EXTRACTED RECORDS:

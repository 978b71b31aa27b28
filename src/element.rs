use std::sync::Arc;

use nalgebra::DMatrix;

use crate::C64;
use crate::aquifer::{AquiferData, AquiferLookup};
use crate::boundary_cond::{BcKind, BoundaryHistory};
use crate::config::ElementConfig;
use crate::errors::{ElementError, Result};
use crate::kernel::{ElementKernel, Influence};
use crate::projection::{LayerProjector, LayerSelection};

// Solved coefficients, one (nparam x npval) matrix per entry of the model gvbclist
#[derive(Clone, Debug)]
pub enum SolveState {
    Unsolved,
    Solved(Vec<DMatrix<C64>>),
}

// Everything wired up by initialize(), once the aquifer exists
struct Binding {
    lookup: Arc<dyn AquiferLookup>,
    aq: Arc<AquiferData>,
    dischargeinf: Option<Influence>,
    dischargeinflayers: Option<DMatrix<C64>>, // (nlayers x npval), given elements only
}

/// A hydraulic feature: its declared inputs, its kernel and its solved state.
pub struct Element {
    config: ElementConfig,
    history: Option<BoundaryHistory>,
    kernel: Box<dyn ElementKernel>,
    binding: Option<Binding>,
    state: SolveState,
}

impl Element {
    /// Validates the declared fields and builds an unsolved element. The
    /// boundary history is checked before anything else is stored.
    pub fn new(
        config: ElementConfig,
        kernel: Box<dyn ElementKernel>,
        model_tstart: f64,
    ) -> Result<Self> {
        let history = BoundaryHistory::from_rows(&config.tsandbc, model_tstart)?;
        if config.layers.is_empty() {
            return Err(ElementError::ShapeMismatch {
                what: "element layers",
                expected: 1,
                found: 0,
            });
        }
        let history = match config.kind {
            BcKind::Given | BcKind::Variable => Some(history),
            BcKind::Zero => None,
        };
        Ok(Element {
            config,
            history,
            kernel,
            binding: None,
            state: SolveState::Unsolved,
        })
    }

    pub fn name(&self) -> &str {
        &self.config.name
    }

    pub fn label(&self) -> Option<&str> {
        self.config.label.as_deref()
    }

    pub fn kind(&self) -> BcKind {
        self.config.kind
    }

    pub fn layers(&self) -> &[usize] {
        &self.config.layers
    }

    pub fn nlayers(&self) -> usize {
        self.config.layers.len()
    }

    pub fn nparam(&self) -> usize {
        self.config.nparam
    }

    pub fn nunknowns(&self) -> usize {
        self.config.nunknowns
    }

    pub fn rzero(&self) -> f64 {
        self.config.rzero
    }

    pub fn config(&self) -> &ElementConfig {
        &self.config
    }

    pub fn history(&self) -> Option<&BoundaryHistory> {
        self.history.as_ref()
    }

    pub fn kernel(&self) -> &dyn ElementKernel {
        self.kernel.as_ref()
    }

    pub fn setbc(&mut self) {
        if let Some(history) = self.history.as_mut() {
            history.setbc();
        }
    }

    /// Binds the element to its aquifer and caches the self-discharge terms.
    /// Called by the model orchestration, after all elements exist.
    pub fn initialize(&mut self, lookup: Arc<dyn AquiferLookup>) -> Result<()> {
        let (x, y) = self.kernel.control_point();
        let aq = lookup.find_aquifer_data(x, y);
        LayerSelection::List(self.config.layers.clone()).resolve(aq.naq())?;
        self.kernel.initialize(&aq)?;

        let dischargeinf = match self.kernel.dischargeinf(&aq) {
            Ok(inf) => {
                self.check_influence(&inf, &aq, "dischargeinf")?;
                Some(inf)
            }
            Err(ElementError::Unimplemented { .. }) => None,
            Err(e) => return Err(e),
        };
        let dischargeinflayers = match (&dischargeinf, self.kind()) {
            (Some(inf), BcKind::Given) => Some(self.pair_with_layers(inf, &aq)?),
            _ => None,
        };

        log::debug!(
            "initialized {} {:?} in {} of {} layers",
            self.name(),
            self.label(),
            self.nlayers(),
            aq.naq()
        );
        self.binding = Some(Binding {
            lookup,
            aq,
            dischargeinf,
            dischargeinflayers,
        });
        Ok(())
    }

    // Parameter i of a given element is its strength in screened layer i
    fn pair_with_layers(&self, inf: &Influence, aq: &AquiferData) -> Result<DMatrix<C64>> {
        if self.nparam() != self.nlayers() {
            return Err(ElementError::ShapeMismatch {
                what: "parameters of a given element (one per layer)",
                expected: self.nlayers(),
                found: self.nparam(),
            });
        }
        let mut out = DMatrix::<C64>::zeros(self.nlayers(), aq.npval());
        for (i, &layer) in self.config.layers.iter().enumerate() {
            for (p, eigvec) in aq.eigvec().iter().enumerate() {
                out[(i, p)] = (0..aq.neigen())
                    .map(|e| inf[i][(e, p)] * eigvec[(layer, e)])
                    .sum::<C64>();
            }
        }
        Ok(out)
    }

    fn check_influence(&self, inf: &Influence, aq: &AquiferData, what: &'static str) -> Result<()> {
        if inf.len() != self.nparam() {
            return Err(ElementError::ShapeMismatch {
                what,
                expected: self.nparam(),
                found: inf.len(),
            });
        }
        for m in inf {
            if m.shape() != (aq.neigen(), aq.npval()) {
                return Err(ElementError::ShapeMismatch {
                    what,
                    expected: aq.neigen() * aq.npval(),
                    found: m.nrows() * m.ncols(),
                });
            }
        }
        Ok(())
    }

    fn binding(&self) -> Result<&Binding> {
        self.binding
            .as_ref()
            .ok_or_else(|| ElementError::NotInitialized(self.name().to_string()))
    }

    pub fn is_initialized(&self) -> bool {
        self.binding.is_some()
    }

    /// Aquifer at the element's control point.
    pub fn aq(&self) -> Result<&Arc<AquiferData>> {
        Ok(&self.binding()?.aq)
    }

    pub fn dischargeinf(&self) -> Result<&Influence> {
        self.binding()?
            .dischargeinf
            .as_ref()
            .ok_or_else(|| ElementError::Unimplemented {
                element: self.name().to_string(),
                capability: "dischargeinf",
            })
    }

    pub fn dischargeinflayers(&self) -> Result<&DMatrix<C64>> {
        self.binding()?
            .dischargeinflayers
            .as_ref()
            .ok_or_else(|| ElementError::Unimplemented {
                element: self.name().to_string(),
                capability: "dischargeinflayers",
            })
    }

    pub fn is_solved(&self) -> bool {
        matches!(self.state, SolveState::Solved(_))
    }

    /// Stores the solved coefficients. Written once; a second write fails.
    pub fn set_parameters(&mut self, parameters: Vec<DMatrix<C64>>) -> Result<()> {
        if self.is_solved() {
            return Err(ElementError::AlreadySolved(self.name().to_string()));
        }
        for m in &parameters {
            if m.nrows() != self.nparam() {
                return Err(ElementError::ShapeMismatch {
                    what: "parameter rows",
                    expected: self.nparam(),
                    found: m.nrows(),
                });
            }
        }
        self.state = SolveState::Solved(parameters);
        Ok(())
    }

    pub fn parameters(&self) -> Result<&[DMatrix<C64>]> {
        match &self.state {
            SolveState::Solved(parameters) => Ok(parameters),
            SolveState::Unsolved => Err(ElementError::NotSolved(self.name().to_string())),
        }
    }

    // Runs `f` on the given aquifer, or on the one found at (x, y)
    fn with_aquifer<T>(
        &self,
        x: f64,
        y: f64,
        aq: Option<&AquiferData>,
        f: impl FnOnce(&AquiferData) -> Result<T>,
    ) -> Result<T> {
        match aq {
            Some(aq) => f(aq),
            None => {
                let found = self.binding()?.lookup.find_aquifer_data(x, y);
                f(&found)
            }
        }
    }

    pub fn potinf(&self, x: f64, y: f64, aq: Option<&AquiferData>) -> Result<Influence> {
        self.with_aquifer(x, y, aq, |aq| self.kernel.potinf(x, y, aq))
    }

    pub fn disinf(&self, x: f64, y: f64, aq: Option<&AquiferData>) -> Result<(Influence, Influence)> {
        self.with_aquifer(x, y, aq, |aq| self.kernel.disinf(x, y, aq))
    }

    /// Solved potential, one `(naq x npval)` matrix per entry of the model gvbclist.
    pub fn potential(&self, x: f64, y: f64, aq: Option<&AquiferData>) -> Result<Vec<DMatrix<C64>>> {
        let parameters = self.parameters()?;
        self.with_aquifer(x, y, aq, |aq| {
            weighted_sum(parameters, &self.kernel.potinf(x, y, aq)?)
        })
    }

    pub fn unitpotential(&self, x: f64, y: f64, aq: Option<&AquiferData>) -> Result<DMatrix<C64>> {
        self.with_aquifer(x, y, aq, |aq| sum_params(&self.kernel.potinf(x, y, aq)?, aq))
    }

    pub fn discharge(
        &self,
        x: f64,
        y: f64,
        aq: Option<&AquiferData>,
    ) -> Result<(Vec<DMatrix<C64>>, Vec<DMatrix<C64>>)> {
        let parameters = self.parameters()?;
        self.with_aquifer(x, y, aq, |aq| {
            let (qx, qy) = self.kernel.disinf(x, y, aq)?;
            Ok((weighted_sum(parameters, &qx)?, weighted_sum(parameters, &qy)?))
        })
    }

    pub fn unitdischarge(
        &self,
        x: f64,
        y: f64,
        aq: Option<&AquiferData>,
    ) -> Result<(DMatrix<C64>, DMatrix<C64>)> {
        self.with_aquifer(x, y, aq, |aq| {
            let (qx, qy) = self.kernel.disinf(x, y, aq)?;
            Ok((sum_params(&qx, aq)?, sum_params(&qy, aq)?))
        })
    }

    // Functions used to build equations

    /// Unit potential per layer: `[layer]` is an `(nparam x npval)` matrix.
    pub fn potinflayers(
        &self,
        x: f64,
        y: f64,
        layers: &LayerSelection,
        aq: Option<&AquiferData>,
    ) -> Result<Vec<DMatrix<C64>>> {
        self.with_aquifer(x, y, aq, |aq| {
            LayerProjector::new(aq).project_layer_major(&self.kernel.potinf(x, y, aq)?, layers)
        })
    }

    /// Solved potential per gvbclist entry: `[k]` is `(len(layers) x npval)`.
    pub fn potentiallayers(
        &self,
        x: f64,
        y: f64,
        layers: &LayerSelection,
        aq: Option<&AquiferData>,
    ) -> Result<Vec<DMatrix<C64>>> {
        let parameters = self.parameters()?;
        self.with_aquifer(x, y, aq, |aq| {
            let pot = weighted_sum(parameters, &self.kernel.potinf(x, y, aq)?)?;
            LayerProjector::new(aq).project_select(&pot, layers)
        })
    }

    pub fn unitpotentiallayers(
        &self,
        x: f64,
        y: f64,
        layers: &LayerSelection,
        aq: Option<&AquiferData>,
    ) -> Result<DMatrix<C64>> {
        self.with_aquifer(x, y, aq, |aq| {
            let pot = sum_params(&self.kernel.potinf(x, y, aq)?, aq)?;
            project_one(aq, &pot, layers)
        })
    }

    pub fn disinflayers(
        &self,
        x: f64,
        y: f64,
        layers: &LayerSelection,
        aq: Option<&AquiferData>,
    ) -> Result<(Vec<DMatrix<C64>>, Vec<DMatrix<C64>>)> {
        self.with_aquifer(x, y, aq, |aq| {
            let (qx, qy) = self.kernel.disinf(x, y, aq)?;
            let projector = LayerProjector::new(aq);
            Ok((
                projector.project_layer_major(&qx, layers)?,
                projector.project_layer_major(&qy, layers)?,
            ))
        })
    }

    pub fn dischargelayers(
        &self,
        x: f64,
        y: f64,
        layers: &LayerSelection,
        aq: Option<&AquiferData>,
    ) -> Result<(Vec<DMatrix<C64>>, Vec<DMatrix<C64>>)> {
        let parameters = self.parameters()?;
        self.with_aquifer(x, y, aq, |aq| {
            let (qx, qy) = self.kernel.disinf(x, y, aq)?;
            let projector = LayerProjector::new(aq);
            Ok((
                projector.project_select(&weighted_sum(parameters, &qx)?, layers)?,
                projector.project_select(&weighted_sum(parameters, &qy)?, layers)?,
            ))
        })
    }

    pub fn unitdischargelayers(
        &self,
        x: f64,
        y: f64,
        layers: &LayerSelection,
        aq: Option<&AquiferData>,
    ) -> Result<(DMatrix<C64>, DMatrix<C64>)> {
        self.with_aquifer(x, y, aq, |aq| {
            let (qx, qy) = self.kernel.disinf(x, y, aq)?;
            Ok((
                project_one(aq, &sum_params(&qx, aq)?, layers)?,
                project_one(aq, &sum_params(&qy, aq)?, layers)?,
            ))
        })
    }

    pub fn headinside(&self, t: &[f64]) -> Option<DMatrix<f64>> {
        self.kernel.headinside(t)
    }

    pub fn run_after_solve(&mut self) {
        self.kernel.run_after_solve();
    }

    pub fn plot(&self) {
        self.kernel.plot();
    }

    /// Script-like echo of the declared construction fields.
    pub fn write(&self, model_name: &str) -> String {
        let c = &self.config;
        let mut rv = format!("{}({},\n", c.name, model_name);
        let tsandbc: Vec<String> = c
            .tsandbc
            .iter()
            .map(|row| format!("({:?},{:?})", row[0], row[1]))
            .collect();
        rv.push_str(&format!("layers = {:?},\n", c.layers));
        rv.push_str(&format!("nparam = {},\n", c.nparam));
        rv.push_str(&format!("nunknowns = {},\n", c.nunknowns));
        rv.push_str(&format!("tsandbc = [{}],\n", tsandbc.join(",")));
        rv.push_str(&format!("type = '{}',\n", c.kind.code()));
        if let Some(label) = &c.label {
            rv.push_str(&format!("label = '{}',\n", label));
        }
        rv.push_str(&format!("rzero = {:?},\n", c.rzero));
        rv.push_str(")\n");
        rv
    }
}

// Sum over parameters of parameters[k][param, p] * inf[param][row, p], for every k
pub(crate) fn weighted_sum(
    parameters: &[DMatrix<C64>],
    inf: &Influence,
) -> Result<Vec<DMatrix<C64>>> {
    let Some(first) = inf.first() else {
        return Ok(vec![DMatrix::zeros(0, 0); parameters.len()]);
    };
    let (rows, npval) = first.shape();
    parameters
        .iter()
        .map(|weights| {
            if weights.nrows() != inf.len() || weights.ncols() != npval {
                return Err(ElementError::ShapeMismatch {
                    what: "parameters against influence",
                    expected: inf.len() * npval,
                    found: weights.nrows() * weights.ncols(),
                });
            }
            let mut out = DMatrix::<C64>::zeros(rows, npval);
            for (param, m) in inf.iter().enumerate() {
                for p in 0..npval {
                    let w = weights[(param, p)];
                    for r in 0..rows {
                        out[(r, p)] += w * m[(r, p)];
                    }
                }
            }
            Ok(out)
        })
        .collect()
}

fn sum_params(inf: &Influence, aq: &AquiferData) -> Result<DMatrix<C64>> {
    let mut out = DMatrix::<C64>::zeros(aq.neigen(), aq.npval());
    for m in inf {
        if m.shape() != out.shape() {
            return Err(ElementError::ShapeMismatch {
                what: "influence",
                expected: out.nrows() * out.ncols(),
                found: m.nrows() * m.ncols(),
            });
        }
        out += m;
    }
    Ok(out)
}

fn project_one(aq: &AquiferData, x: &DMatrix<C64>, layers: &LayerSelection) -> Result<DMatrix<C64>> {
    let mut projected = LayerProjector::new(aq).project_select(std::slice::from_ref(x), layers)?;
    Ok(projected.remove(0))
}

YOUR GOAL: Copy exactly the stretch of data above from the line with "pub fn set_parameters(&mut" through the line with "f: impl FnOnce(&AquiferData)", and omit all other lines.

ANSWER TO THIS EXERCISE:
    pub fn set_parameters(&mut self, parameters: Vec<DMatrix<C64>>) -> Result<()> {
        if self.is_solved() {
            return Err(ElementError::AlreadySolved(self.name().to_string()));
        }
        for m in &parameters {
            if m.nrows() != self.nparam() {
                return Err(ElementError::ShapeMismatch {
                    what: "parameter rows",
                    expected: self.nparam(),
                    found: m.nrows(),
                });
            }
        }
        self.state = SolveState::Solved(parameters);
        Ok(())
    }

    pub fn parameters(&self) -> Result<&[DMatrix<C64>]> {
        match &self.state {
            SolveState::Solved(parameters) => Ok(parameters),
            SolveState::Unsolved => Err(ElementError::NotSolved(self.name().to_string())),
        }
    }

    // Runs `f` on the given aquifer, or on the one found at (x, y)
    fn with_aquifer<T>(
        &self,
        x: f64,
        y: f64,
        aq: Option<&AquiferData>,
        f: impl FnOnce(&AquiferData) -> Result<T>,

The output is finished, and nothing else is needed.